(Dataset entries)
■ ■ ■

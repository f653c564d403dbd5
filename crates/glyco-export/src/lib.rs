//! glyco-export
//!
//! Report composition and export: the on-screen comparison table, the PDF
//! screening report, and a DOCX rendition via Tera templates.

pub mod comparison;
pub mod docx;
pub mod document;
pub mod error;
pub mod filename;
pub mod layout;
pub mod pdf;
pub mod render;
pub mod styles;
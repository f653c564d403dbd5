//! glyco-calculators
//!
//! Helper calculators for values the screening form asks for but users often
//! don't know: BMI from weight and height, and a pedigree score estimated from
//! family history. Pure functions, no I/O.

pub mod bmi;
pub mod error;
pub mod pedigree;
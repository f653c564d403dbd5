//! Markdown rendering of a composed report, the input to the DOCX writer.

use tera::{Context, Tera};

use crate::document::ReportDocument;
use crate::error::ExportError;

const REPORT_TEMPLATE: &str = include_str!("../templates/report.md.tera");

/// Render a report through the bundled Markdown template. Every
/// [`ReportDocument`] field is available as a template variable.
pub fn render_report(doc: &ReportDocument) -> Result<String, ExportError> {
    let context = Context::from_value(serde_json::to_value(doc)?)?;
    Ok(Tera::one_off(REPORT_TEMPLATE, &context, false)?)
}
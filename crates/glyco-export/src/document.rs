use serde::Serialize;

use glyco_core::label::RiskLabel;
use glyco_core::measurement::{Feature, MeasurementSet};
use glyco_core::recommendations::{recommendations, DISCLAIMER};
use glyco_core::reference::{FieldStatus, NormalBand, ReferenceTable};

use crate::comparison::{comparison_rows, ComparisonRow};

pub const REPORT_TITLE: &str = "Diabetes Risk Assessment Report";
pub const REPORT_SUBTITLE: &str = "AI-Powered Health Analysis";

/// Everything the composer needs for one report.
#[derive(Debug, Clone)]
pub struct ReportRequest {
    /// Non-empty; the screening layer rejects blank names first.
    pub patient_name: String,
    pub label: RiskLabel,
    pub measurements: MeasurementSet,
    /// When present, an actual-vs-reference table is included.
    pub reference: Option<ReferenceTable>,
    pub date: jiff::civil::Date,
}

/// One line of the metrics listing.
#[derive(Debug, Clone, PartialEq, Serialize)]
pub struct MetricRow {
    pub feature: Feature,
    pub label: String,
    pub value: String,
    pub normal_range: String,
    pub status: FieldStatus,
}

/// Format-independent content of a screening report.
#[derive(Debug, Clone, PartialEq, Serialize)]
pub struct ReportDocument {
    pub title: String,
    pub subtitle: String,
    pub patient_name: String,
    pub date: String,
    pub label: RiskLabel,
    pub status_text: String,
    pub metrics: Vec<MetricRow>,
    pub comparison: Option<Vec<ComparisonRow>>,
    pub recommendations: Vec<String>,
    pub disclaimer: Vec<String>,
}

/// Build the report content. Pure; rendering happens in [`crate::pdf`] or
/// [`crate::render`].
pub fn compose(request: &ReportRequest) -> ReportDocument {
    let metrics = Feature::ALL
        .into_iter()
        .map(|feature| {
            let value = request.measurements.get(feature);
            let band = NormalBand::for_feature(feature);
            MetricRow {
                feature,
                label: feature.label().to_string(),
                value: format_value(feature, value),
                normal_range: band.description.to_string(),
                status: band.status(value),
            }
        })
        .collect();

    let comparison = request
        .reference
        .as_ref()
        .map(|table| comparison_rows(&request.measurements, table));

    ReportDocument {
        title: REPORT_TITLE.to_string(),
        subtitle: REPORT_SUBTITLE.to_string(),
        patient_name: request.patient_name.clone(),
        date: request.date.strftime("%B %d, %Y").to_string(),
        label: request.label,
        status_text: request.label.to_string(),
        metrics,
        comparison,
        recommendations: recommendations(request.label)
            .iter()
            .map(|r| r.to_string())
            .collect(),
        disclaimer: DISCLAIMER.iter().map(|d| d.to_string()).collect(),
    }
}

/// Counts print as integers, everything else with two decimals.
pub fn format_value(feature: Feature, value: f64) -> String {
    if feature.is_integer() {
        format!("{}", value.trunc() as i64)
    } else {
        format!("{value:.2}")
    }
}
use std::fmt;
use std::str::FromStr;

use serde::{Deserialize, Serialize};
use ts_rs::TS;

use crate::error::CoreError;

/// Number of model inputs.
pub const FEATURE_COUNT: usize = 8;

/// One of the eight physiological measurements, in model column order.
#[derive(Debug, Clone, Copy, PartialEq, Eq, Hash, Serialize, Deserialize, TS)]
#[serde(rename_all = "snake_case")]
#[ts(export)]
pub enum Feature {
    Pregnancies,
    Glucose,
    BloodPressure,
    SkinThickness,
    Insulin,
    Bmi,
    DiabetesPedigree,
    Age,
}

impl Feature {
    /// All features in the order the scaler and classifier expect.
    pub const ALL: [Feature; FEATURE_COUNT] = [
        Feature::Pregnancies,
        Feature::Glucose,
        Feature::BloodPressure,
        Feature::SkinThickness,
        Feature::Insulin,
        Feature::Bmi,
        Feature::DiabetesPedigree,
        Feature::Age,
    ];

    /// Column index in the model input vector.
    pub fn index(self) -> usize {
        self as usize
    }

    pub fn id(self) -> &'static str {
        match self {
            Feature::Pregnancies => "pregnancies",
            Feature::Glucose => "glucose",
            Feature::BloodPressure => "blood_pressure",
            Feature::SkinThickness => "skin_thickness",
            Feature::Insulin => "insulin",
            Feature::Bmi => "bmi",
            Feature::DiabetesPedigree => "diabetes_pedigree",
            Feature::Age => "age",
        }
    }

    /// Human-readable name used in reports and charts.
    pub fn label(self) -> &'static str {
        match self {
            Feature::Pregnancies => "Pregnancies",
            Feature::Glucose => "Glucose",
            Feature::BloodPressure => "Blood Pressure",
            Feature::SkinThickness => "Skin Thickness",
            Feature::Insulin => "Insulin",
            Feature::Bmi => "BMI",
            Feature::DiabetesPedigree => "Diabetes Pedigree",
            Feature::Age => "Age",
        }
    }

    pub fn unit(self) -> Option<&'static str> {
        match self {
            Feature::Glucose => Some("mg/dL"),
            Feature::BloodPressure => Some("mmHg"),
            Feature::SkinThickness => Some("mm"),
            Feature::Insulin => Some("µU/mL"),
            Feature::Age => Some("years"),
            Feature::Pregnancies | Feature::Bmi | Feature::DiabetesPedigree => None,
        }
    }

    /// Input control definition for this feature.
    pub fn spec(self) -> FieldSpec {
        match self {
            Feature::Pregnancies => FieldSpec::integer(0.0, 20.0, 1.0),
            Feature::Glucose => FieldSpec::decimal(0.0, 300.0, 100.0, 1.0),
            Feature::BloodPressure => FieldSpec::decimal(0.0, 200.0, 72.0, 1.0),
            Feature::SkinThickness => FieldSpec::decimal(0.0, 100.0, 20.0, 1.0),
            Feature::Insulin => FieldSpec::decimal(0.0, 900.0, 80.0, 1.0),
            Feature::Bmi => FieldSpec::decimal(0.0, 70.0, 25.0, 0.1),
            Feature::DiabetesPedigree => FieldSpec::decimal(0.0, 3.0, 0.3, 0.01),
            Feature::Age => FieldSpec::integer(1.0, 120.0, 30.0),
        }
    }

    /// Whether the value is a count and should be shown without decimals.
    pub fn is_integer(self) -> bool {
        self.spec().integer
    }
}

impl fmt::Display for Feature {
    fn fmt(&self, f: &mut fmt::Formatter<'_>) -> fmt::Result {
        f.write_str(self.label())
    }
}

impl FromStr for Feature {
    type Err = CoreError;

    fn from_str(s: &str) -> Result<Self, Self::Err> {
        Feature::ALL
            .into_iter()
            .find(|f| f.id() == s)
            .ok_or_else(|| CoreError::UnknownFeature(s.to_string()))
    }
}

/// Declared bounds, default and step of a form input.
#[derive(Debug, Clone, Copy, PartialEq, Serialize, Deserialize, TS)]
#[ts(export)]
pub struct FieldSpec {
    pub min: f64,
    pub max: f64,
    pub default: f64,
    pub step: f64,
    pub integer: bool,
}

impl FieldSpec {
    const fn integer(min: f64, max: f64, default: f64) -> Self {
        Self {
            min,
            max,
            default,
            step: 1.0,
            integer: true,
        }
    }

    const fn decimal(min: f64, max: f64, default: f64, step: f64) -> Self {
        Self {
            min,
            max,
            default,
            step,
            integer: false,
        }
    }

    pub fn contains(&self, value: f64) -> bool {
        value >= self.min && value <= self.max
    }

    /// Clamp into `[min, max]`; integer fields are also rounded.
    pub fn clamp(&self, value: f64) -> f64 {
        let value = if self.integer { value.round() } else { value };
        value.clamp(self.min, self.max)
    }
}

/// The eight raw measurements for one submission.
///
/// The evaluator performs no range validation; callers clamp with
/// [`MeasurementSet::clamped`] first. Every field is required on the wire;
/// [`Default`] holds the form's initial values only.
#[derive(Debug, Clone, Copy, PartialEq, Serialize, Deserialize, TS)]
#[serde(deny_unknown_fields)]
#[ts(export)]
pub struct MeasurementSet {
    pub pregnancies: f64,
    pub glucose: f64,
    pub blood_pressure: f64,
    pub skin_thickness: f64,
    pub insulin: f64,
    pub bmi: f64,
    pub diabetes_pedigree: f64,
    pub age: f64,
}

impl MeasurementSet {
    /// Values in model column order.
    pub fn to_array(&self) -> [f64; FEATURE_COUNT] {
        [
            self.pregnancies,
            self.glucose,
            self.blood_pressure,
            self.skin_thickness,
            self.insulin,
            self.bmi,
            self.diabetes_pedigree,
            self.age,
        ]
    }

    /// Build from a raw vector in model column order.
    ///
    /// Fails on wrong arity or any non-finite value.
    pub fn from_slice(values: &[f64]) -> Result<Self, CoreError> {
        if values.len() != FEATURE_COUNT {
            return Err(CoreError::InvalidInput(format!(
                "expected {FEATURE_COUNT} measurements, got {}",
                values.len()
            )));
        }
        if let Some((i, v)) = values.iter().enumerate().find(|(_, v)| !v.is_finite()) {
            return Err(CoreError::InvalidInput(format!(
                "{} is not a finite number: {v}",
                Feature::ALL[i].label()
            )));
        }

        Ok(Self {
            pregnancies: values[0],
            glucose: values[1],
            blood_pressure: values[2],
            skin_thickness: values[3],
            insulin: values[4],
            bmi: values[5],
            diabetes_pedigree: values[6],
            age: values[7],
        })
    }

    pub fn get(&self, feature: Feature) -> f64 {
        self.to_array()[feature.index()]
    }

    /// Copy with every field clamped to its declared input range.
    pub fn clamped(&self) -> Self {
        let mut values = self.to_array();
        for feature in Feature::ALL {
            let v = &mut values[feature.index()];
            *v = feature.spec().clamp(*v);
        }
        Self::from_array(values)
    }

    /// Names of features outside their declared range.
    pub fn out_of_range(&self) -> Vec<Feature> {
        Feature::ALL
            .into_iter()
            .filter(|f| !f.spec().contains(self.get(*f)))
            .collect()
    }

    fn from_array(v: [f64; FEATURE_COUNT]) -> Self {
        Self {
            pregnancies: v[0],
            glucose: v[1],
            blood_pressure: v[2],
            skin_thickness: v[3],
            insulin: v[4],
            bmi: v[5],
            diabetes_pedigree: v[6],
            age: v[7],
        }
    }
}

impl Default for MeasurementSet {
    fn default() -> Self {
        let mut values = [0.0; FEATURE_COUNT];
        for feature in Feature::ALL {
            values[feature.index()] = feature.spec().default;
        }
        Self::from_array(values)
    }
}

■ ■ ■

Required work:
Where a line of the data above includes "collect", copy that line.

Answer below:
        .collect();
            .collect(),
        disclaimer: DISCLAIMER.iter().map(|d| d.to_string()).collect(),
            .collect()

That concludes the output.